Entre naturalisme et onirisme, Le léopard des neiges met à l’honneur le cinéma tibétain avec une histoire qui interroge les rapports complexes entre l’homme et l’animal. Son réalisme magique touchera tous les amoureux de la nature.
Synopsis : Dans une province déserte du Tibet, un léopard des neiges s’introduit de nuit dans un enclos et tue neufs moutons. Ivre de sang, il s’y endort et se retrouve prisonnier au matin. Une équipe de télévision arrive sur les lieux alors que le berger, fou de colère, promet de tuer l’animal si l’État refuse de lui accorder une compensation financière. Son frère, un jeune lama qui semble communiquer de manière subliminale avec l’animal, veut le sauver à tout prix, tout comme deux policiers qui tentent de raisonner le berger.
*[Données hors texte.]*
//! SEModel adapter (.semodel -> Model)
//!
//! # Layout (version 1, little-endian)
//! ```text
//! Header
//! 0x00: magic [u8; 7] ("SEModel")
//! 0x07: version u16 (1)
//! 0x09: header_size u16
//! 0x0B: data_flags u8 (bones, meshes, materials)
//! 0x0C: bone_flags u8 (world, local, scales)
//! 0x0D: mesh_flags u8 (uvs, normals, colors, weights)
//! 0x0E: bone_count u32
//! 0x12: mesh_count u32
//! 0x16: material_count u32
//! 0x1A: reserved [u8; 3]
//!
//! bone names: bone_count null-terminated strings
//! bones: flags u8, parent i32, [world pos vec3 + rot quat],
//!        [local pos vec3 + rot quat], [scale vec3]
//! meshes: flags u8, material_count u8, max_influence u8,
//!         vertex_count u32, face_count u32, then per-attribute blocks
//! materials: name cstr, is_simple u8, [3 texture cstrs]
//! ```
//!
//! Weight bone indices and face indices use the narrowest integer width that
//! can address the bone and vertex counts respectively.

use anyhow::{Context, Result, ensure};
use glam::{Quat, Vec3, Vec4};
use model_common::{Bone, ByteReader, Face, Material, Mesh, Model, Vertex, Weight};

const MAGIC: &[u8; 7] = b"SEModel";
const VERSION: u16 = 1;

mod data_flags {
    pub const BONES: u8 = 1 << 0;
    pub const MESHES: u8 = 1 << 1;
    pub const MATERIALS: u8 = 1 << 2;
}

mod bone_flags {
    pub const WORLD: u8 = 1 << 0;
    pub const LOCAL: u8 = 1 << 1;
    pub const SCALES: u8 = 1 << 2;
}

mod mesh_flags {
    pub const UVS: u8 = 1 << 0;
    pub const NORMALS: u8 = 1 << 1;
    pub const COLORS: u8 = 1 << 2;
    pub const WEIGHTS: u8 = 1 << 3;
}

struct Header {
    data_flags: u8,
    bone_flags: u8,
    mesh_flags: u8,
    bone_count: u32,
    mesh_count: u32,
    material_count: u32,
}

impl Header {
    fn read(reader: &mut ByteReader) -> Result<Self> {
        let magic = reader.take(MAGIC.len()).context("File too small for header")?;
        ensure!(magic == MAGIC, "Invalid SEModel magic");
        let version = reader.read_u16()?;
        ensure!(version == VERSION, "Unsupported SEModel version: {}", version);
        let _header_size = reader.read_u16()?;

        let header = Self {
            data_flags: reader.read_u8()?,
            bone_flags: reader.read_u8()?,
            mesh_flags: reader.read_u8()?,
            bone_count: reader.read_u32()?,
            mesh_count: reader.read_u32()?,
            material_count: reader.read_u32()?,
        };
        reader.skip(3)?;
        Ok(header)
    }

    fn has(&self, flag: u8) -> bool {
        self.data_flags & flag != 0
    }
}

/// Read an index stored with the narrowest width able to address `count` items
fn read_sized_index(reader: &mut ByteReader, count: u32) -> Result<u32> {
    if count <= u32::from(u8::MAX) {
        reader.read_u8().map(u32::from)
    } else if count <= u32::from(u16::MAX) {
        reader.read_u16().map(u32::from)
    } else {
        reader.read_u32()
    }
}

pub fn parse(name: &str, data: &[u8]) -> Result<Model> {
    let mut reader = ByteReader::new(data);
    let header = Header::read(&mut reader)?;

    let mut model = Model::new(name);

    if header.has(data_flags::BONES) {
        read_bones(&mut reader, &header, &mut model).context("Failed to read bones")?;
    }

    if header.has(data_flags::MESHES) {
        for index in 0..header.mesh_count {
            let mesh = read_mesh(&mut reader, &header)
                .with_context(|| format!("Failed to read mesh {}", index))?;
            model.meshes.push(mesh);
        }
    }

    if header.has(data_flags::MATERIALS) {
        for _ in 0..header.material_count {
            let material_name = reader.read_cstr()?;
            let is_simple = reader.read_u8()? != 0;
            if is_simple {
                // Diffuse, normal and specular maps are not carried over
                for _ in 0..3 {
                    reader.read_cstr()?;
                }
            }
            model.materials.push(Material::new(material_name));
        }
    }

    Ok(model)
}

fn read_bones(reader: &mut ByteReader, header: &Header, model: &mut Model) -> Result<()> {
    let count = header.bone_count as usize;
    // Each name takes at least its terminator
    let mut names = Vec::with_capacity(count.min(reader.remaining()));
    for _ in 0..count {
        names.push(reader.read_cstr()?);
    }

    let mut world: Vec<(Vec3, Quat)> = Vec::with_capacity(names.len());

    for name in names {
        let _flags = reader.read_u8()?;
        let parent = reader.read_i32()?;

        let world_pose = if header.bone_flags & bone_flags::WORLD != 0 {
            Some((reader.read_vec3()?, reader.read_quat()?))
        } else {
            None
        };
        let local_pose = if header.bone_flags & bone_flags::LOCAL != 0 {
            Some((reader.read_vec3()?, reader.read_quat()?))
        } else {
            None
        };
        if header.bone_flags & bone_flags::SCALES != 0 {
            reader.read_vec3()?;
        }

        let parent_world = usize::try_from(parent)
            .ok()
            .and_then(|p| world.get(p).copied());

        let (local_position, local_rotation) = match (local_pose, world_pose, parent_world) {
            (Some(local), _, _) => local,
            (None, Some((position, rotation)), Some((parent_position, parent_rotation))) => {
                let inverse = parent_rotation.inverse();
                (inverse * (position - parent_position), inverse * rotation)
            }
            (None, Some(pose), None) => pose,
            (None, None, _) => (Vec3::ZERO, Quat::IDENTITY),
        };

        let world_pose = world_pose.unwrap_or_else(|| match parent_world {
            Some((parent_position, parent_rotation)) => (
                parent_position + parent_rotation * local_position,
                parent_rotation * local_rotation,
            ),
            None => (local_position, local_rotation),
        });
        world.push(world_pose);

        model
            .bones
            .push(Bone::new(name, parent, local_position, local_rotation));
    }

    Ok(())
}

fn read_mesh(reader: &mut ByteReader, header: &Header) -> Result<Mesh> {
    let _flags = reader.read_u8()?;
    let layers = reader.read_u8()? as usize;
    let influence = reader.read_u8()? as usize;
    let vertex_count = reader.read_u32()?;
    let face_count = reader.read_u32()?;

    // Capacity is capped by what the remaining bytes could hold: 12 bytes per
    // position, 3 bytes per face at the narrowest index width
    let mut mesh = Mesh::with_capacity(
        (vertex_count as usize).min(reader.remaining() / 12),
        (face_count as usize).min(reader.remaining() / 3),
    );

    for _ in 0..vertex_count {
        mesh.vertices
            .push(Vertex::new(reader.read_vec3()?, Vec3::ZERO));
    }

    if header.mesh_flags & mesh_flags::UVS != 0 {
        for vertex in &mut mesh.vertices {
            for _ in 0..layers {
                vertex.uvs.push(reader.read_vec2()?);
            }
        }
    }

    if header.mesh_flags & mesh_flags::NORMALS != 0 {
        for vertex in &mut mesh.vertices {
            vertex.normal = reader.read_vec3()?;
        }
    }

    if header.mesh_flags & mesh_flags::COLORS != 0 {
        for vertex in &mut mesh.vertices {
            let rgba = reader.take(4)?;
            vertex.color =
                Vec4::new(rgba[0] as f32, rgba[1] as f32, rgba[2] as f32, rgba[3] as f32) / 255.0;
        }
    }

    if header.mesh_flags & mesh_flags::WEIGHTS != 0 {
        for vertex in &mut mesh.vertices {
            for _ in 0..influence {
                let bone = read_sized_index(reader, header.bone_count)?;
                let value = reader.read_f32()?;
                if value != 0.0 {
                    vertex.weights.push(Weight::new(bone, value));
                }
            }
        }
    }

    for _ in 0..face_count {
        let a = read_sized_index(reader, vertex_count)?;
        let b = read_sized_index(reader, vertex_count)?;
        let c = read_sized_index(reader, vertex_count)?;
        mesh.faces.push(Face::new(a, b, c));
    }

    for _ in 0..layers {
        let material = reader.read_i32()?;
        // -1 marks an unassigned layer
        if let Ok(material) = u32::try_from(material) {
            mesh.material_indices.push(material);
        }
    }

    Ok(mesh)
}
Critique : Ecrivain et réalisateur tibétain, Pema Tseden a été le premier à oser tourner un film entièrement en tibétain, alors que les autorités communistes continuent à nier l’existence de cet espace qu’elles considèrent comme une entité pleinement chinoise. Grâce à un bel écho dans les festivals du monde entier, Pema Tseden a pu continuer une riche carrière avec plusieurs films sortis en France comme Tharlo, le berger tibétain (2015), Jinpa, un conte tibétain (2018) et Balloon (2019). Tous ces films sont marqués par une esthétisation extrême de l’image et une volonté de décrire le quotidien des Tibétains, parfois contraints de vivre sous la férule d’une autorité chinoise pourtant lointaine sur le plan géographique.
© 2023 Beijing Nanji Pictures, Khorgas Lingyu Pictures, Mani Stone Pictures, Shenzhen Niubizi Pictures / Photo mis à disposition par ED Distribution. Tous droits réservés.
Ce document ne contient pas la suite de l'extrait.